La ricerca continua a esplorare una varietà di approcci innovativi per trattare i processi patologici sottostanti la malattia di Alzheimer e le altre forme di demenza e permettere alle persone affette di percorrere sempre più lentamente la loro discesa, arrivando ad arrestarla del tutto con una cura definitiva. Gli studi clinici in corso includono, ad esempio, l’immunoterapia. «Abbiamo capito che l’accumulo della proteina β-amiloide è un aspetto centrale nello sviluppo della malattia di Alzheimer. Attualmente, sono stati sviluppati farmaci che agiscono sull’amiloide provocando un’eliminazione pressoché completa della sostanza dal cervello, rallentando la progressione della malattia. Si tratta, quindi, di farmaci in grado di modificare la pendenza della discesa. Negli studi clinici in corso, abbiamo pazienti che in 6 anni non sono progrediti per nulla, ma questi farmaci, che sono già in uso negli Stati Uniti, non funzionano in tutti i pazienti.

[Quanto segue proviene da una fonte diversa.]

//! Diffing Engine: Generate minimal terminal commands from buffer changes.
//!
//! 1. Compare the current and next buffers cell by cell
//! 2. Queue crossterm commands only for cells that changed
//! 3. Skip cursor moves when the next change is adjacent
//! 4. Track color and attribute state to avoid redundant SGR sequences
//!
//! Everything is queued into one byte buffer that the renderer flushes with a
//! single write.

use super::{Buffer, Cell, Modifiers, Rgb};
use crossterm::cursor::MoveTo;
use crossterm::style::{
    Attribute, Print, SetAttribute, SetBackgroundColor, SetForegroundColor,
};
use crossterm::terminal::{Clear, ClearType};
use crossterm::queue;
use std::io::{self, Write};

/// Terminal state the diff believes is current.
#[derive(Debug, Clone, Default)]
pub struct DiffState {
    cursor: Option<(u16, u16)>,
    fg: Option<Rgb>,
    bg: Option<Rgb>,
    modifiers: Option<Modifiers>,
}

impl DiffState {
    /// Unknown terminal state.
    pub const fn new() -> Self {
        Self {
            cursor: None,
            fg: None,
            bg: None,
            modifiers: None,
        }
    }

    /// Forget everything (e.g., after a full screen clear).
    pub const fn reset(&mut self) {
        self.cursor = None;
        self.fg = None;
        self.bg = None;
        self.modifiers = None;
    }
}

/// Counters from one diff pass.
#[derive(Debug, Clone, Copy, Default, PartialEq, Eq)]
pub struct DiffResult {
    /// Cells written.
    pub cells_changed: usize,
    /// Cursor moves queued.
    pub cursor_moves: usize,
    /// Color changes queued.
    pub color_changes: usize,
}

/// Queue commands turning `current` into `next`.
///
/// Both buffers must have the same dimensions; otherwise `next` is drawn in
/// full.
pub fn render_diff<W: Write>(
    current: &Buffer,
    next: &Buffer,
    out: &mut W,
    state: &mut DiffState,
) -> io::Result<DiffResult> {
    if current.width() != next.width() || current.height() != next.height() {
        return render_full(next, out, state);
    }

    let mut result = DiffResult::default();
    let width = usize::from(next.width().max(1));
    for (idx, (old, new)) in current.cells().iter().zip(next.cells()).enumerate() {
        if old == new || new.is_continuation() {
            continue;
        }
        #[allow(clippy::cast_possible_truncation)]
        let (x, y) = ((idx % width) as u16, (idx / width) as u16);
        write_cell(out, x, y, new, state, &mut result)?;
    }
    Ok(result)
}

/// Clear the screen and queue every cell of `next`.
pub fn render_full<W: Write>(
    next: &Buffer,
    out: &mut W,
    state: &mut DiffState,
) -> io::Result<DiffResult> {
    queue!(out, SetAttribute(Attribute::Reset), Clear(ClearType::All))?;
    state.reset();

    let mut result = DiffResult::default();
    let width = usize::from(next.width().max(1));
    for (idx, cell) in next.cells().iter().enumerate() {
        if cell.is_continuation() {
            continue;
        }
        #[allow(clippy::cast_possible_truncation)]
        let (x, y) = ((idx % width) as u16, (idx / width) as u16);
        write_cell(out, x, y, cell, state, &mut result)?;
    }
    Ok(result)
}

fn write_cell<W: Write>(
    out: &mut W,
    x: u16,
    y: u16,
    cell: &Cell,
    state: &mut DiffState,
    result: &mut DiffResult,
) -> io::Result<()> {
    result.cells_changed += 1;

    if state.cursor != Some((x, y)) {
        queue!(out, MoveTo(x, y))?;
        result.cursor_moves += 1;
    }

    // Dropping an attribute needs a full reset, which also drops colors.
    let mods = cell.modifiers();
    let active = state.modifiers.unwrap_or_else(Modifiers::empty);
    if state.modifiers.is_none() || !active.difference(mods).is_empty() {
        queue!(out, SetAttribute(Attribute::Reset))?;
        state.fg = None;
        state.bg = None;
        queue_modifiers(out, mods)?;
        state.modifiers = Some(mods);
    } else if active != mods {
        queue_modifiers(out, mods.difference(active))?;
        state.modifiers = Some(mods);
    }

    if state.fg != Some(cell.fg()) {
        queue!(out, SetForegroundColor(cell.fg().into()))?;
        state.fg = Some(cell.fg());
        result.color_changes += 1;
    }
    if state.bg != Some(cell.bg()) {
        queue!(out, SetBackgroundColor(cell.bg().into()))?;
        state.bg = Some(cell.bg());
        result.color_changes += 1;
    }

    queue!(out, Print(cell.ch()))?;
    state.cursor = Some((x + u16::from(cell.width()), y));
    Ok(())
}

fn queue_modifiers<W: Write>(out: &mut W, mods: Modifiers) -> io::Result<()> {
    for (flag, attribute) in [
        (Modifiers::BOLD, Attribute::Bold),
        (Modifiers::DIM, Attribute::Dim),
        (Modifiers::UNDERLINE, Attribute::Underlined),
        (Modifiers::REVERSED, Attribute::Reverse),
    ] {
        if mods.contains(flag) {
            queue!(out, SetAttribute(attribute))?;
        }
    }
    Ok(())
}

Sappiamo anche che oltre alla β-amiloide, anche le altre proteine neurotossiche si depositano frequentemente nei malati di Alzheimer. Quindi, intervenire solo sull’amiloide non sarà sufficiente per molti pazienti. La sfida dei prossimi anni sarà quella di chiarire tutte le vie metaboliche che portano alla neurodegenerazione e di trattare ogni paziente con il mix di farmaci più appropriato. Infatti, sono in fase di sviluppo anche altri trattamenti diretti contro vie differenti, ad esempio la proteina tau, l’alfa-sinucleina, la TDP-43, l’infiammazione, il danno ossidativo mitocondriale ed altre ancora. Tutti meccanismi alla base della malattia, che cercheremo di capire sempre meglio per agire in modo personalizzato nei singoli pazienti» afferma Frisoni.

 

LA DIAGNOSI PRECOCE

In questo percorso la diagnosi precoce, altro ambito in cui i ricercatori di tutto il mondo si danno molto da fare, ha un ruolo fondamentale: «Ci sono pazienti trattati con farmaci anti amiloide in cui la malattia ha avuto una progressione sorprendentemente lenta, anche se hanno iniziato la terapia quando presentavano già alcuni sintomi, come disturbi della memoria significativi. Proviamo a immaginare se avessimo potuto diagnosticare la loro malattia ancor più precocemente, nel primissimo inizio dei disturbi, e li avessimo subito trattati. In quel caso, probabilmente, sarebbero rimasti stabili in una fase ancora più precoce della malattia e avrebbero potuto avere una qualità di vita ancora migliore. La ricerca va avanti per raggiungere tutti questi obiettivi e trasformare la discesa in una comoda strada pianeggiante» conclude il professor Frisoni.